── RECORDS FOR THIS TASK ──

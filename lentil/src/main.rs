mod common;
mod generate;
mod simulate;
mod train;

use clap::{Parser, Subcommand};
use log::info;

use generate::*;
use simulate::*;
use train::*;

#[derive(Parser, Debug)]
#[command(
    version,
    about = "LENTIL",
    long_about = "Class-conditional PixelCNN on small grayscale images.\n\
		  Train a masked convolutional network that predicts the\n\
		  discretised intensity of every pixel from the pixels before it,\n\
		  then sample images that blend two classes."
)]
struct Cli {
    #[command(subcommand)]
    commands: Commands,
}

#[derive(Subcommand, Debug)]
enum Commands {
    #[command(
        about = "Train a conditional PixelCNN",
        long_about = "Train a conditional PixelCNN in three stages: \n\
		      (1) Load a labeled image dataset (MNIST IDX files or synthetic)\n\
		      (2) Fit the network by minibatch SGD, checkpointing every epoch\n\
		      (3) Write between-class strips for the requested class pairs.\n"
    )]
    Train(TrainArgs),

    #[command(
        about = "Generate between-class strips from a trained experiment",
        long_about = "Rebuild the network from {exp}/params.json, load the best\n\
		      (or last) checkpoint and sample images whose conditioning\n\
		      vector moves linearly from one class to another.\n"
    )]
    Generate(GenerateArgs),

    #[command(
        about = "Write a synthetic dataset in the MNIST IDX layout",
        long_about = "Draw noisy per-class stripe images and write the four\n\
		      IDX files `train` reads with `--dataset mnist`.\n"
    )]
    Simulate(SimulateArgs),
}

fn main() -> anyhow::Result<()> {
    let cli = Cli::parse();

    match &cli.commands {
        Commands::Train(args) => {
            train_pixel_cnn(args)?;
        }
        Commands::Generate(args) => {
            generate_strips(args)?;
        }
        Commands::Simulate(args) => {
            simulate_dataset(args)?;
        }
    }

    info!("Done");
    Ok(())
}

───

Repeat the records, every one of them, without any deviation.

filename lentil/src/main.rs
mod common;
mod generate;
mod simulate;
mod train;

use clap::{Parser, Subcommand};
use log::info;

use generate::*;
use simulate::*;
use train::*;

#[derive(Parser, Debug)]
#[command(
    version,
    about = "LENTIL",
    long_about = "Class-conditional PixelCNN on small grayscale images.\n\
		  Train a masked convolutional network that predicts the\n\
		  discretised intensity of every pixel from the pixels before it,\n\
		  then sample images that blend two classes."
)]
struct Cli {
    #[command(subcommand)]
    commands: Commands,
}

#[derive(Subcommand, Debug)]
enum Commands {
    #[command(
        about = "Train a conditional PixelCNN",
        long_about = "Train a conditional PixelCNN in three stages: \n\
		      (1) Load a labeled image dataset (MNIST IDX files or synthetic)\n\
		      (2) Fit the network by minibatch SGD, checkpointing every epoch\n\
		      (3) Write between-class strips for the requested class pairs.\n"
    )]
    Train(TrainArgs),

    #[command(
        about = "Generate between-class strips from a trained experiment",
        long_about = "Rebuild the network from {exp}/params.json, load the best\n\
		      (or last) checkpoint and sample images whose conditioning\n\
		      vector moves linearly from one class to another.\n"
    )]
    Generate(GenerateArgs),

    #[command(
        about = "Write a synthetic dataset in the MNIST IDX layout",
        long_about = "Draw noisy per-class stripe images and write the four\n\
		      IDX files `train` reads with `--dataset mnist`.\n"
    )]
    Simulate(SimulateArgs),
}

fn main() -> anyhow::Result<()> {
    let cli = Cli::parse();

    match &cli.commands {
        Commands::Train(args) => {
            train_pixel_cnn(args)?;
        }
        Commands::Generate(args) => {
            generate_strips(args)?;
        }
        Commands::Simulate(args) => {
            simulate_dataset(args)?;
        }
    }

    info!("Done");
    Ok(())
}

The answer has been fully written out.